EU officials meeting Tuesday removed the fund proposals from an agenda to be discussed by finance ministers. The aim remains to reach agreement during the first half of the year, an EU official said.
"Common sense is prevailing," Stephen Burke, a director at the hedge fund adviser IMS Consulting Group Ltd. in London, said. "We've been rushing to the edge of a precipice, and now they're holding back. It's going to give us a bit more time to get the right outcome."
Nearly two-thirds of institutional investors polled by the European Private Equity and Venture Capital Association in Brussels said they would "substantially" reduce their holdings in European venture capital if the proposals go through, according to a survey of investors with 560 billion euros ($766 billion) under management.
"The big danger is that the protectionist aspect of the directive could spark a trade war," said Andrew Shrimpton, former head of hedge fund regulation at the U.K.'s Financial Services Authority who now advises hedge funds at Kinetic Partners LLP in London, an industry consultant. "It's going backward."
Europe's Alternative Investment Fund Management Directive, proposed a year ago, calls for limits on hedge fund borrowing, requires registration of funds with more than 100 million euros under management and imposes compensation restrictions.
One clause would mean European investors could only invest with managers domiciled in Europe, excluding funds based outside of Europe.
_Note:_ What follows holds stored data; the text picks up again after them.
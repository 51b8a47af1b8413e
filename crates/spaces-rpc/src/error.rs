//! RPC error types.

use thiserror::Error;

use spaces_core::error::IndexerError;

use crate::request::JsonRpcError;

/// Errors raised while talking to a JSON-RPC endpoint.
#[derive(Debug, Error)]
pub enum RpcError {
    /// HTTP request failed (connection refused, timeout, non-2xx status).
    #[error("HTTP error: {0}")]
    Http(String),

    /// The endpoint answered with a JSON-RPC error object.
    #[error("RPC error {}: {}", .0.code, .0.message)]
    Rpc(JsonRpcError),

    /// The result could not be decoded into the expected shape.
    #[error("unexpected {method} response: {reason}")]
    UnexpectedResponse { method: String, reason: String },

    /// The HTTP client could not be constructed.
    #[error("client setup failed: {0}")]
    Setup(String),
}

impl RpcError {
    /// Returns `true` if the failure is transient and the call may be retried.
    pub fn is_retryable(&self) -> bool {
        matches!(self, Self::Http(_))
    }
}

impl From<RpcError> for IndexerError {
    fn from(e: RpcError) -> Self {
        IndexerError::Fetch(e.to_string())
    }
}
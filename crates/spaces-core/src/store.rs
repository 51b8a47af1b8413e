//! Durable store contract for block ingestion.
//!
//! A [`SpaceStore`] hands out [`IngestTx`] handles, each an open atomic unit
//! against the store. Reads through a handle see the handle's own earlier
//! writes. Dropping a handle without calling [`IngestTx::commit`] discards
//! everything written through it.

use async_trait::async_trait;

use crate::error::IndexerError;
use crate::types::{Block, NewHistory, Space, SpaceHistory, SpaceStatus, Transaction};

/// An open store transaction used to ingest one block.
#[async_trait]
pub trait IngestTx: Send {
    /// Insert the block row and return its local id.
    async fn insert_block(&mut self, block: &Block) -> Result<i64, IndexerError>;

    /// Insert a transaction row belonging to `block_id` and return its id.
    async fn insert_transaction(
        &mut self,
        block_id: i64,
        position: u32,
        tx: &Transaction,
    ) -> Result<i64, IndexerError>;

    /// Look up a space by its unique name.
    async fn find_space(&mut self, name: &str) -> Result<Option<Space>, IndexerError>;

    /// Create a new space with the given initial status.
    async fn create_space(&mut self, name: &str, status: SpaceStatus)
        -> Result<Space, IndexerError>;

    /// The space's history, oldest first.
    async fn space_history(&mut self, space_id: i64) -> Result<Vec<SpaceHistory>, IndexerError>;

    /// Append a history row and return its id.
    async fn append_history(&mut self, entry: &NewHistory) -> Result<i64, IndexerError>;

    /// Point the space at its latest history row, moving it to `status` when
    /// one is given.
    async fn update_space(
        &mut self,
        space_id: i64,
        last_history_id: i64,
        status: Option<SpaceStatus>,
    ) -> Result<(), IndexerError>;

    /// Make every write through this handle durable and visible.
    async fn commit(self: Box<Self>) -> Result<(), IndexerError>;
}

/// A store that can open ingestion transactions.
#[async_trait]
pub trait SpaceStore: Send + Sync {
    async fn begin<'a>(&'a self) -> Result<Box<dyn IngestTx + 'a>, IndexerError>;
}

/// Committed-state reads for operator inspection.
#[async_trait]
pub trait SpaceReader: Send + Sync {
    async fn space(&self, name: &str) -> Result<Option<Space>, IndexerError>;

    /// History of the named space, oldest first. Empty for unknown names.
    async fn history_for(&self, name: &str) -> Result<Vec<SpaceHistory>, IndexerError>;

    async fn block_count(&self) -> Result<u64, IndexerError>;

    async fn transaction_count(&self) -> Result<u64, IndexerError>;
}
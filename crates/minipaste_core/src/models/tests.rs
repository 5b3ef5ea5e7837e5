//! Model-level unit tests.

use super::language::{supported_languages, Language};
use super::paste::{check_paste_size, Paste};
use crate::error::AppError;

#[test]
fn every_tag_is_lowercase_alphanumeric_and_round_trips() {
    for lang in Language::ALL {
        let tag = lang.tag();
        assert!(
            !tag.is_empty() && tag.bytes().all(|b| b.is_ascii_lowercase() || b.is_ascii_digit()),
            "tag not filename-safe: {}",
            tag
        );
        assert_eq!(Language::from_tag(tag), Some(lang));
    }
}

#[test]
fn unknown_or_missing_tags_fall_back_to_text() {
    for tag in [Some("cobol"), Some("PERL"), Some(""), Some(" perl"), None] {
        assert_eq!(
            Language::from_tag_or_default(tag),
            Language::Text,
            "tag: {:?}",
            tag
        );
    }
    assert_eq!(Language::from_tag_or_default(Some("ruby")), Language::Ruby);
}

#[test]
fn language_table_matches_brush_assignments() {
    let cases = [
        (Language::Text, "Plain/Text", "shBrushPlain.js"),
        (Language::C, "C/C++", "shBrushCpp.js"),
        (Language::Html, "HTML", "shBrushXml.js"),
        (Language::Xml, "XML", "shBrushXml.js"),
        (Language::Js, "JavaScript", "shBrushJScript.js"),
    ];
    for (lang, name, brush) in cases {
        assert_eq!(lang.display_name(), name);
        assert_eq!(lang.brush(), brush);
    }
    assert_eq!(supported_languages().len(), 13);
}

#[test]
fn paste_from_submission_escapes_content() {
    let paste = Paste::from_submission(
        "abc123".to_string(),
        Language::Html,
        1_700_003_600,
        "<b>bold</b> & co",
    );
    assert_eq!(paste.content, "&lt;b&gt;bold&lt;/b&gt; &amp; co");
    assert_eq!(paste.language, Language::Html);
}

#[test]
fn language_displays_as_its_tag() {
    assert_eq!(Language::Python.to_string(), "python");
    assert_eq!(Language::default(), Language::Text);
}

#[test]
fn size_limit_accepts_exact_maximum_and_rejects_one_over() {
    let limit = 1024;
    let exact = "a".repeat(limit);
    let over = "a".repeat(limit + 1);

    assert!(check_paste_size(&exact, limit).is_ok());
    let err = check_paste_size(&over, limit).expect_err("one byte over");
    assert!(matches!(err, AppError::PayloadTooLarge { limit: 1024 }));
    assert!(err.to_string().contains("1024 bytes"));
}
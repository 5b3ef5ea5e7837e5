//! JSON API handlers.

use super::store_submission;
use crate::error::HttpError;
use crate::{AppError, AppState, Paste};
use axum::{
    extract::{Path, State},
    Json,
};
use minipaste_core::expiration::unix_now;
use minipaste_core::models::language::{supported_languages, LanguageInfo};
use serde::Deserialize;

/// Request payload for creating a paste.
#[derive(Debug, Deserialize)]
pub struct CreatePasteRequest {
    pub content: String,
    pub language: Option<String>,
    /// Requested lifetime in seconds.
    pub expire: Option<i64>,
}

/// Create a new paste.
///
/// # Returns
/// The stored paste as JSON, with `content` HTML-escaped.
///
/// # Errors
/// Returns 400 for empty content, 413 for oversize content, 500 when
/// persistence fails.
pub async fn create_paste(
    State(state): State<AppState>,
    Json(req): Json<CreatePasteRequest>,
) -> Result<Json<Paste>, HttpError> {
    if req.content.is_empty() {
        return Err(AppError::BadRequest("Paste content is empty".to_string()).into());
    }
    let expiration = state.expiration.resolve_secs(req.expire, unix_now());
    let paste = store_submission(&state, &req.content, req.language, expiration)?;
    Ok(Json(paste))
}

/// Fetch a paste by id.
///
/// # Errors
/// Returns 404 when the paste is missing or its record is unreadable.
pub async fn get_paste(
    State(state): State<AppState>,
    Path(id): Path<String>,
) -> Result<Json<Paste>, HttpError> {
    Ok(Json(state.store.load(&id)?))
}

/// List supported languages.
pub async fn list_languages() -> Json<Vec<LanguageInfo>> {
    Json(supported_languages())
}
Dutch pension plans have complained that it would limit their access to fund managers.
"The fund-raising provision, also called the 'third-country' provision, is the hot potato and is still disputed," said Richard Wilson, partner at Apax Partners LLP in London, and the chairman of the European private equity association. "We would not want the third-country provision to be approved because the net result will be less capital raised for European companies and less choice for European investors."
Barnier said Monday "there's still a way to go" before a final agreement on the directive.
"What's important is that the council has a mandate to work and put forward a compromise as soon as possible — that is to say, before June, July, with the European Parliament," Barnier said, referring to the EU's Council of Ministers, which is scheduled to discuss a possible agreement. Barnier was speaking to reporters after a meeting with Gary Gensler, the chairman of the Commodity Futures Trading Commission, in Brussels Monday. U.K. Prime Minister Gordon Brown and French President Nicolas Sarkozy discussed the EU directive last week and said they had narrowed their differences.